L'administration Biden va supprimer 49 milliards de dollars de dettes médicales des rapports de crédit, ce qui aura un impact sur 15 millions d'Américains

L'administration Biden va supprimer 49 milliards de dollars de dettes médicales des rapports de crédit, ce qui aura un impact sur 15 millions d'Américains
Deepali Singh
07 janv. 2025, 12:30 PM
  • L'administration Biden interdit l'inscription des dettes médicales dans les rapports de crédit des consommateurs américains.
  • La règle permettra de supprimer environ 49 milliards de dollars de factures médicales des rapports de crédit.
  • La vice-présidente Harris affirme que cette politique sera « transformatrice » pour des millions de personnes.

Dans une dernière poussée avant de quitter ses fonctions, l'administration du président Joe Biden a annoncé une interdiction d'inclure la dette médicale dans les rapports de crédit des consommateurs américains.

Ce nouveau règlement, adopté malgré les objections des secteurs bancaire et des données des consommateurs, tient une promesse faite pendant la campagne électorale et vise à alléger le fardeau financier de millions d'Américains.

Cette décision intervient quelques semaines seulement avant l'entrée en fonction du président élu Donald Trump, soulevant des questions sur la stabilité à long terme de cette politique.

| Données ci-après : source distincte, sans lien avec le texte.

impl Inner {
    fn forget(&self, id: &PartId) {
        if let Ok(mut seen) = self.seen.lock() {
            seen.remove(id);
        }
    }

    fn fail_part(&self, id: &PartId) {
        self.counters.failed.fetch_add(1, Ordering::Relaxed);
        self.forget(id);
    }

    async fn fetch(self: Arc<Self>, job: DownloadJob) {
        let file = FileRef::from(&job);
        self.fetch_part(job).await;
        self.part_finished(&file);
        self.check_file(file).await;
    }

    fn part_finished(&self, file: &FileRef) {
        if let Ok(mut files) = self.files.lock() {
            if let Some(progress) = files.get_mut(file) {
                progress.in_flight = progress.in_flight.saturating_sub(1);
            }
        }
    }

    async fn fetch_part(&self, job: DownloadJob) {
        let id = PartId::from(&job);
        let part = job.part_key();
        let dest = match local_path(&self.root, &job.n, &job.path) {
            Ok(dest) => dest,
            Err(e) => {
                tracing::error!(n = %job.n, %part, error = %e, "refusing download");
                self.counters.failed.fetch_add(1, Ordering::Relaxed);
                return;
            }
        };
        if let Some(parent) = dest.parent() {
            if let Err(e) = tokio::fs::create_dir_all(parent).await {
                tracing::error!(path = %parent.display(), error = %e, "cannot create directory");
                self.fail_part(&id);
                return;
            }
        }

        let bytes = match self.transfer.download_part(&job, &dest).await {
            Ok(bytes) => bytes,
            Err(e) => {
                tracing::error!(n = %job.n, %part, error = %e, "part download failed");
                self.fail_part(&id);
                return;
            }
        };

        let reply = self
            .session
            .request(
                Event::DownloadComplete(vec![job.clone()]),
                self.config.request_timeout(),
            )
            .await;
        match reply {
            Ok(Reply::DownloadComplete(results)) if matches!(results.as_slice(), [None]) => {
                tracing::debug!(n = %job.n, %part, bytes, "part downloaded");
                self.counters.downloaded.fetch_add(1, Ordering::Relaxed);
                self.counters.bytes.fetch_add(bytes, Ordering::Relaxed);
                if let Ok(mut files) = self.files.lock() {
                    let progress = files.entry(FileRef::from(&job)).or_default();
                    progress.size = Some(job.size);
                    if !progress.ranges.contains(&job.range) {
                        progress.ranges.push(job.range);
                    }
                }
            }
            Ok(reply) => {
                tracing::warn!(n = %job.n, %part, ?reply, "download completion refused");
                self.fail_part(&id);
            }
            Err(e) => {
                tracing::error!(n = %job.n, %part, error = %e, "download completion failed");
                self.fail_part(&id);
            }
        }
    }

    fn record_checksum(self: Arc<Self>, checksum: DownloadChecksum) {
        let file = FileRef {
            n: checksum.n,
            path: checksum.path,
        };
        let has_progress = match self.files.lock() {
            Ok(mut files) => {
                let progress = files.entry(file.clone()).or_default();
                if progress.checksum.as_deref() != Some(checksum.checksum_sha256.as_str()) {
                    progress.checksum = Some(checksum.checksum_sha256);
                    if progress.verification == Verification::Done {
                        progress.verification = Verification::Pending;
                    }
                }
                !progress.ranges.is_empty()
            }
            Err(_) => return,
        };
        let inner = self.clone();
        if has_progress {
            self.tasks.spawn(async move { inner.check_file(file).await });
        } else {
            self.tasks
                .spawn(async move { inner.verify_existing(file).await });
        }
    }

    /// Verify a file once all of its bytes are present and its checksum is
    /// known. A mismatch at that point is fatal.
    ///
    /// Parts written before a restart are not re-sent, so when this run saw
    /// only some of the ranges the whole local file is hashed once no part
    /// is in flight and it has reached its full size. That check is not
    /// fatal.
    async fn check_file(&self, file: FileRef) {
        let (expected, resumed_size) = {
            let Ok(mut files) = self.files.lock() else {
                return;
            };
            let Some(progress) = files.get_mut(&file) else {
                return;
            };
            if progress.verification != Verification::Pending {
                return;
            }
            let (Some(size), Some(checksum)) = (progress.size, progress.checksum.clone()) else {
                return;
            };
            let covered = match is_fully_covered(&progress.ranges, size) {
                Ok(covered) => covered,
                Err(e) => {
                    tracing::warn!(n = %file.n, path = %file.path, error = %e, "inconsistent part ranges");
                    return;
                }
            };
            if !covered && progress.in_flight > 0 {
                return;
            }
            progress.verification = Verification::Running;
            (checksum, (!covered).then_some(size))
        };

        if let Some(size) = resumed_size {
            self.verify_resumed(file, expected, size).await;
            return;
        }

        match self.hash_local(&file).await {
            Ok(actual) if actual == expected => self.mark_verified(file).await,
            Ok(actual) => {
                tracing::error!(n = %file.n, path = %file.path, %expected, %actual, "downloaded file is corrupt");
                self.set_verification(&file, Verification::Pending);
                let _ = self.fatal.send(ClientError::ChecksumMismatch {
                    subject: format!("{}/{}", file.n, file.path),
                    expected,
                    actual,
                });
            }
            Err(e) => {
                tracing::error!(n = %file.n, path = %file.path, error = %e, "cannot hash downloaded file");
                self.set_verification(&file, Verification::Pending);
            }
        }
    }

    /// Verify a file this run has no progress for, e.g. one finished before a
    /// restart.
    async fn verify_existing(&self, file: FileRef) {
        let expected = {
            let Ok(mut files) = self.files.lock() else {
                return;
            };
            let Some(progress) = files.get_mut(&file) else {
                return;
            };
            if progress.verification != Verification::Pending {
                return;
            }
            let Some(checksum) = progress.checksum.clone() else {
                return;
            };
            progress.verification = Verification::Running;
            checksum
        };

        let exists = match local_path(&self.root, &file.n, &file.path) {
            Ok(path) => tokio::fs::try_exists(&path).await.unwrap_or(false),
            Err(_) => false,
        };
        if !exists {
            self.set_verification(&file, Verification::Pending);
            self.check_file(file).await;
            return;
        }
        match self.hash_local(&file).await {
            Ok(actual) if actual == expected => self.mark_verified(file).await,
            Ok(_) => {
                tracing::debug!(n = %file.n, path = %file.path, "local copy incomplete, waiting for parts");
                self.set_verification(&file, Verification::Pending);
                self.check_file(file).await;
            }
            Err(e) => {
                tracing::debug!(n = %file.n, path = %file.path, error = %e, "cannot hash local copy");
                self.set_verification(&file, Verification::Pending);
                self.check_file(file).await;
            }
        }
    }

    /// Hash a file whose earlier parts were written by a previous run.
    async fn verify_resumed(&self, file: FileRef, expected: String, size: u64) {
        let on_disk = match local_path(&self.root, &file.n, &file.path) {
            Ok(path) => tokio::fs::metadata(&path).await.map(|m| m.len()).ok(),
            Err(_) => None,
        };
        if on_disk != Some(size) {
            self.set_verification(&file, Verification::Pending);
            return;
        }
        match self.hash_local(&file).await {
            Ok(actual) if actual == expected => self.mark_verified(file).await,
            Ok(actual) => {
                tracing::warn!(n = %file.n, path = %file.path, %expected, %actual, "resumed file does not match, waiting for parts");
                self.set_verification(&file, Verification::Pending);
            }
            Err(e) => {
                tracing::warn!(n = %file.n, path = %file.path, error = %e, "cannot hash resumed file");
                self.set_verification(&file, Verification::Pending);
            }
        }
    }

    async fn hash_local(&self, file: &FileRef) -> ClientResult<String> {
        let path = local_path(&self.root, &file.n, &file.path)?;
        self.checksums.sha256_file(&path).await
    }

    fn set_verification(&self, file: &FileRef, state: Verification) {
        if let Ok(mut files) = self.files.lock() {
            if let Some(progress) = files.get_mut(file) {
                progress.verification = state;
            }
        }
    }

    async fn mark_verified(&self, file: FileRef) {
        self.set_verification(&file, Verification::Done);
        self.counters.verified.fetch_add(1, Ordering::Relaxed);
        tracing::info!(n = %file.n, path = %file.path, "file verified");
        if let Err(e) = self.session.notify(Event::DownloadVerified(file)).await {
            tracing::warn!(error = %e, "failed to report verified file");
        }
    }
}
//! Session token signing for ferry.
//!
//! This crate provides:
//! - Ed25519 key generation, `name:base64` key files
//! - Signing of session token claims
//! - Token verification on the server

pub mod error;
pub mod key;
pub mod signer;

pub use error::{SignerError, SignerResult};
pub use key::{KeyPair, PublicKey, SecretKey};
pub use signer::{TokenSigner, TokenVerifier};
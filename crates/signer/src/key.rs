//! Ed25519 key types and their `name:base64` text form.

use crate::error::{SignerError, SignerResult};
use base64::Engine;
use ed25519_dalek::{SigningKey, VerifyingKey};
use std::fmt;
use std::path::{Path, PathBuf};

fn split_named(s: &str) -> SignerResult<(&str, Vec<u8>)> {
    let (name, b64) = s
        .trim()
        .split_once(':')
        .ok_or_else(|| SignerError::KeyParsing("expected 'keyname:base64' format".to_string()))?;
    if name.is_empty() {
        return Err(SignerError::KeyParsing("empty key name".to_string()));
    }
    let bytes = base64::engine::general_purpose::STANDARD
        .decode(b64)
        .map_err(|e| SignerError::KeyParsing(format!("invalid base64: {e}")))?;
    Ok((name, bytes))
}

/// A secret (private) key for signing.
pub struct SecretKey {
    inner: SigningKey,
}

impl SecretKey {
    /// Generate a new random secret key.
    pub fn generate() -> Self {
        let mut rng = rand_core::OsRng;
        Self {
            inner: SigningKey::generate(&mut rng),
        }
    }

    /// Parse `keyname:base64(secret || public)`.
    pub fn parse(s: &str) -> SignerResult<(String, Self)> {
        let (name, bytes) = split_named(s)?;
        if bytes.len() != 64 {
            return Err(SignerError::KeyParsing(format!(
                "expected 64 bytes, got {}",
                bytes.len()
            )));
        }

        let secret_bytes: [u8; 32] = bytes[..32]
            .try_into()
            .map_err(|_| SignerError::KeyParsing("invalid secret key bytes".to_string()))?;
        let inner = SigningKey::from_bytes(&secret_bytes);

        if inner.verifying_key().as_bytes() != &bytes[32..] {
            return Err(SignerError::KeyParsing(
                "public half does not match secret key".to_string(),
            ));
        }

        Ok((name.to_string(), Self { inner }))
    }

    pub fn encode(&self, key_name: &str) -> String {
        let mut bytes = Vec::with_capacity(64);
        bytes.extend_from_slice(self.inner.as_bytes());
        bytes.extend_from_slice(self.inner.verifying_key().as_bytes());
        let b64 = base64::engine::general_purpose::STANDARD.encode(&bytes);
        format!("{key_name}:{b64}")
    }

    pub fn public_key(&self) -> PublicKey {
        PublicKey {
            inner: self.inner.verifying_key(),
        }
    }

    pub(crate) fn signing_key(&self) -> &SigningKey {
        &self.inner
    }
}

impl fmt::Debug for SecretKey {
    fn fmt(&self, f: &mut fmt::Formatter<'_>) -> fmt::Result {
        write!(f, "SecretKey([REDACTED])")
    }
}

/// A public key for verification.
#[derive(Clone)]
pub struct PublicKey {
    inner: VerifyingKey,
}

impl PublicKey {
    /// Parse `keyname:base64(public)`.
    pub fn parse(s: &str) -> SignerResult<(String, Self)> {
        let (name, bytes) = split_named(s)?;
        let key_bytes: [u8; 32] = bytes.try_into().map_err(|bytes: Vec<u8>| {
            SignerError::KeyParsing(format!("expected 32 bytes, got {}", bytes.len()))
        })?;
        let inner = VerifyingKey::from_bytes(&key_bytes)
            .map_err(|e| SignerError::KeyParsing(format!("invalid public key: {e}")))?;
        Ok((name.to_string(), Self { inner }))
    }

    pub fn encode(&self, key_name: &str) -> String {
        let b64 = base64::engine::general_purpose::STANDARD.encode(self.inner.as_bytes());
        format!("{key_name}:{b64}")
    }

    /// Read a public key file.
    pub fn load(path: &Path) -> SignerResult<(String, Self)> {
        Self::parse(&std::fs::read_to_string(path)?)
    }

    pub(crate) fn verifying_key(&self) -> &VerifyingKey {
        &self.inner
    }
}

impl PartialEq for PublicKey {
    fn eq(&self, other: &Self) -> bool {
        self.inner.as_bytes() == other.inner.as_bytes()
    }
}

impl Eq for PublicKey {}

impl fmt::Debug for PublicKey {
    fn fmt(&self, f: &mut fmt::Formatter<'_>) -> fmt::Result {
        let b64 = base64::engine::general_purpose::STANDARD.encode(self.inner.as_bytes());
        write!(f, "PublicKey({}...)", &b64[..8])
    }
}

/// A named key pair.
pub struct KeyPair {
    pub name: String,
    pub secret: SecretKey,
    pub public: PublicKey,
}

impl KeyPair {
    pub fn generate(name: impl Into<String>) -> Self {
        let secret = SecretKey::generate();
        let public = secret.public_key();
        Self {
            name: name.into(),
            secret,
            public,
        }
    }

    pub fn parse_secret(s: &str) -> SignerResult<Self> {
        let (name, secret) = SecretKey::parse(s)?;
        let public = secret.public_key();
        Ok(Self {
            name,
            secret,
            public,
        })
    }

    pub fn secret_key_string(&self) -> String {
        self.secret.encode(&self.name)
    }

    pub fn public_key_string(&self) -> String {
        self.public.encode(&self.name)
    }

    /// Path of the public key written alongside a secret key file.
    pub fn public_key_path(secret_path: &Path) -> PathBuf {
        let mut name = secret_path.as_os_str().to_owned();
        name.push(".pub");
        PathBuf::from(name)
    }

    /// Load the secret key at `path`, or generate one named `name` and write
    /// both halves (`path` and `path.pub`).
    pub fn load_or_generate(path: &Path, name: &str) -> SignerResult<Self> {
        match std::fs::read_to_string(path) {
            Ok(contents) => Self::parse_secret(&contents),
            Err(err) if err.kind() == std::io::ErrorKind::NotFound => {
                let keypair = Self::generate(name);
                keypair.save(path)?;
                tracing::info!(
                    path = %path.display(),
                    public_key = %Self::public_key_path(path).display(),
                    "generated new signing key"
                );
                Ok(keypair)
            }
            Err(err) => Err(err.into()),
        }
    }

    /// Write the secret key to `path` (owner-only on unix) and the public key
    /// to `path.pub`.
    pub fn save(&self, path: &Path) -> SignerResult<()> {
        if let Some(parent) = path.parent().filter(|p| !p.as_os_str().is_empty()) {
            std::fs::create_dir_all(parent)?;
        }
        std::fs::write(path, format!("{}\n", self.secret_key_string()))?;
        #[cfg(unix)]
        {
            use std::os::unix::fs::PermissionsExt;
            std::fs::set_permissions(path, std::fs::Permissions::from_mode(0o600))?;
        }
        std::fs::write(
            Self::public_key_path(path),
            format!("{}\n", self.public_key_string()),
        )?;
        Ok(())
    }
}

impl fmt::Debug for KeyPair {
    fn fmt(&self, f: &mut fmt::Formatter<'_>) -> fmt::Result {
        f.debug_struct("KeyPair")
            .field("name", &self.name)
            .field("public", &self.public)
            .finish()
    }
}

#[cfg(test)]
mod tests {
    use super::*;

    #[test]
    fn test_secret_key_roundtrip() {
        let keypair = KeyPair::generate("ferry-1");
        let parsed = KeyPair::parse_secret(&keypair.secret_key_string()).unwrap();
        assert_eq!(parsed.name, "ferry-1");
        assert_eq!(parsed.public, keypair.public);
    }

    #[test]
    fn test_public_key_parse_rejects_bad_input() {
        assert!(PublicKey::parse("no-separator").is_err());
        assert!(PublicKey::parse(":AAAA").is_err());
        assert!(PublicKey::parse("k:not base64!").is_err());
        assert!(PublicKey::parse("k:AAAA").is_err());
    }

    #[test]
    fn test_secret_key_with_foreign_public_half_rejected() {
        let a = KeyPair::generate("a");
        let b = KeyPair::generate("b");
        let mut bytes = a.secret.signing_key().as_bytes().to_vec();
        bytes.extend_from_slice(b.public.verifying_key().as_bytes());
        let forged = format!(
            "a:{}",
            base64::engine::general_purpose::STANDARD.encode(bytes)
        );
        assert!(SecretKey::parse(&forged).is_err());
    }

    #[test]
    fn test_load_or_generate_writes_both_halves() {
        let dir = tempfile::tempdir().unwrap();
        let path = dir.path().join("keys/ferry.key");

        let generated = KeyPair::load_or_generate(&path, "ferry-1").unwrap();
        let pub_path = KeyPair::public_key_path(&path);
        assert_eq!(pub_path, dir.path().join("keys/ferry.key.pub"));

        let (name, public) = PublicKey::load(&pub_path).unwrap();
        assert_eq!(name, "ferry-1");
        assert_eq!(public, generated.public);

        let reloaded = KeyPair::load_or_generate(&path, "ignored").unwrap();
        assert_eq!(reloaded.name, "ferry-1");
        assert_eq!(reloaded.public, generated.public);
    }
}
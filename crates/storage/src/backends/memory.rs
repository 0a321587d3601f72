//! In-process storage for tests and dry runs.
//!
//! URLs handed out point at `base_url`; nothing serves them unless the
//! caller arranges it. Objects are placed directly with
//! [`MemoryStorage::put_object`] and read back with [`MemoryStorage::get_object`].

use crate::bucket::bucket_name;
use crate::error::{StorageError, StorageResult};
use crate::template::encode_key;
use crate::traits::{BUCKET_PREFIX, ObjectStream, Storage, StorageObject};
use async_trait::async_trait;
use ferry_core::hash::md5_hex;
use std::collections::{BTreeMap, BTreeSet};
use std::sync::atomic::{AtomicBool, Ordering};
use std::sync::{Arc, Mutex};

#[derive(Clone, Debug)]
struct StoredObject {
    size: u64,
    etag: String,
    body: Option<Vec<u8>>,
}

#[derive(Debug, Default)]
struct Inner {
    buckets: BTreeSet<String>,
    objects: BTreeMap<(String, String), StoredObject>,
    deleted: Vec<(String, String)>,
}

/// Storage held entirely in memory. Clones share state.
#[derive(Clone, Debug)]
pub struct MemoryStorage {
    access_key_id: String,
    base_url: String,
    inner: Arc<Mutex<Inner>>,
    fail_deletes: Arc<AtomicBool>,
}

impl MemoryStorage {
    pub fn new(access_key_id: impl Into<String>) -> Self {
        Self {
            access_key_id: access_key_id.into(),
            base_url: "memory://".to_string(),
            inner: Arc::new(Mutex::new(Inner::default())),
            fail_deletes: Arc::new(AtomicBool::new(false)),
        }
    }

    pub fn with_base_url(mut self, base_url: impl Into<String>) -> Self {
        self.base_url = base_url.into().trim_end_matches('/').to_string();
        self
    }

    fn lock(&self) -> StorageResult<std::sync::MutexGuard<'_, Inner>> {
        self.inner
            .lock()
            .map_err(|_| StorageError::Io(std::io::Error::other("memory storage lock poisoned")))
    }

    /// Store an object body, recording its size and quoted MD5 ETag.
    pub fn put_object(&self, bucket: &str, key: &str, data: &[u8]) -> StorageResult<String> {
        let etag = format!("\"{}\"", md5_hex(data));
        self.store(bucket, key, data.len() as u64, etag.clone(), Some(data.to_vec()))?;
        Ok(etag)
    }

    /// Body of an object stored with [`MemoryStorage::put_object`].
    pub fn get_object(&self, bucket: &str, key: &str) -> Option<Vec<u8>> {
        self.lock().ok().and_then(|inner| {
            inner
                .objects
                .get(&(bucket.to_string(), key.to_string()))
                .and_then(|obj| obj.body.clone())
        })
    }

    /// Record an object without a body.
    pub fn insert_object(
        &self,
        bucket: &str,
        key: &str,
        size: u64,
        etag: impl Into<String>,
    ) -> StorageResult<()> {
        self.store(bucket, key, size, etag.into(), None)
    }

    fn store(
        &self,
        bucket: &str,
        key: &str,
        size: u64,
        etag: String,
        body: Option<Vec<u8>>,
    ) -> StorageResult<()> {
        let mut inner = self.lock()?;
        inner.buckets.insert(bucket.to_string());
        inner.objects.insert(
            (bucket.to_string(), key.to_string()),
            StoredObject { size, etag, body },
        );
        Ok(())
    }

    pub fn contains(&self, bucket: &str, key: &str) -> bool {
        self.lock()
            .map(|inner| {
                inner
                    .objects
                    .contains_key(&(bucket.to_string(), key.to_string()))
            })
            .unwrap_or(false)
    }

    pub fn object_count(&self) -> usize {
        self.lock().map(|inner| inner.objects.len()).unwrap_or(0)
    }

    /// Every `(bucket, key)` passed to `delete_file`, in call order.
    pub fn deleted(&self) -> Vec<(String, String)> {
        self.lock()
            .map(|inner| inner.deleted.clone())
            .unwrap_or_default()
    }

    /// Make subsequent deletes fail.
    pub fn set_fail_deletes(&self, fail: bool) {
        self.fail_deletes.store(fail, Ordering::SeqCst);
    }

    fn url(&self, bucket: &str, key: &str) -> String {
        format!("{}/{}/{}", self.base_url, bucket, encode_key(key))
    }
}

#[async_trait]
impl Storage for MemoryStorage {
    async fn require_bucket_name(&self, scope: &str) -> StorageResult<String> {
        let bucket = bucket_name(scope, &self.access_key_id);
        self.lock()?.buckets.insert(bucket.clone());
        Ok(bucket)
    }

    async fn get_upload_url(&self, bucket: &str, key: &str) -> StorageResult<String> {
        Ok(format!("{}?method=PUT", self.url(bucket, key)))
    }

    async fn get_download_url(&self, bucket: &str, key: &str) -> StorageResult<String> {
        Ok(self.url(bucket, key))
    }

    async fn delete_file(&self, bucket: &str, key: &str) -> StorageResult<()> {
        if self.fail_deletes.load(Ordering::SeqCst) {
            return Err(StorageError::Io(std::io::Error::other(format!(
                "injected delete failure for {bucket}/{key}"
            ))));
        }
        let mut inner = self.lock()?;
        inner.objects.remove(&(bucket.to_string(), key.to_string()));
        inner.deleted.push((bucket.to_string(), key.to_string()));
        Ok(())
    }

    fn list_objects(&self) -> ObjectStream {
        let snapshot: StorageResult<Vec<StorageObject>> = self.lock().map(|inner| {
            inner
                .objects
                .iter()
                .filter(|((bucket, _), _)| bucket.starts_with(BUCKET_PREFIX))
                .map(|((bucket, key), obj)| StorageObject {
                    bucket: bucket.clone(),
                    key: key.clone(),
                    size: obj.size,
                    etag: obj.etag.clone(),
                })
                .collect()
        });
        let items: Vec<StorageResult<StorageObject>> = match snapshot {
            Ok(objects) => objects.into_iter().map(Ok).collect(),
            Err(err) => vec![Err(err)],
        };
        Box::pin(futures::stream::iter(items))
    }

    fn identity(&self) -> String {
        format!("memory|{}", self.access_key_id)
    }

    fn backend_name(&self) -> &'static str {
        "memory"
    }
}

49 milliards de dollars de dettes effacés des rapports de crédit

Les responsables estiment que cette nouvelle réglementation permettra de supprimer 49 milliards de dollars de factures médicales des rapports de crédit d’environ 15 millions d’Américains.

Le Bureau de protection financière des consommateurs des États-Unis (CFPB) a déclaré que ce changement apporterait un soulagement bien nécessaire à ceux qui luttent contre les dettes médicales et aiderait davantage de personnes à accéder à des prêts abordables.

Cette mesure, prise malgré les demandes des républicains du Congrès d'arrêter les nouvelles règles, souligne l'engagement de l'administration Biden à protéger les consommateurs et à améliorer leur bien-être financier.

Une politique « qui change la vie », selon la vice-présidente Harris

La vice-présidente Kamala Harris, qui avait initialement défendu la proposition de politique en juin, a décrit cette mesure comme « changeante pour la vie de millions de familles ».

Dans une déclaration, Harris a souligné que « personne ne devrait être privé d'opportunités économiques parce qu'il est tombé malade ou a connu une urgence médicale », soulignant l'injustice de permettre à la dette médicale d'avoir un impact sur la solvabilité.

Amélioration de l’accès au crédit et de la protection des consommateurs

Le CFPB soutient que la dette médicale est un mauvais indicateur de la probabilité qu'un emprunteur rembourse un prêt.

L'agence estime que ce changement devrait entraîner une augmentation de 22 000 prêts hypothécaires à faible coût par an, ainsi que des améliorations des scores de crédit des consommateurs.

De plus, la nouvelle règle interdira aux prêteurs d'utiliser des informations médicales lors de la prise de décisions de prêt et vise à protéger les consommateurs contre la contrainte de payer des dettes médicales qu'ils ne doivent pas réellement.

L’American Medical Association a approuvé ce changement, citant son impact positif sur les finances des patients.

Les secteurs bancaire et du crédit expriment leurs inquiétudes

Cependant, les groupes commerciaux représentant les banques et les agences de crédit se sont prononcés avec force contre la nouvelle règle, affirmant que les preuves ne justifient pas la décision du CFPB.

Ils avertissent que l’interdiction pourrait priver les institutions financières d’informations cruciales concernant le risque des emprunteurs, ce qui pourrait entraîner une réduction du nombre de prêts proposés.

L'American Bankers Association a exprimé sa préoccupation quant au fait que cette interdiction pourrait avoir un impact négatif sur la volonté des prêteurs d'offrir du crédit.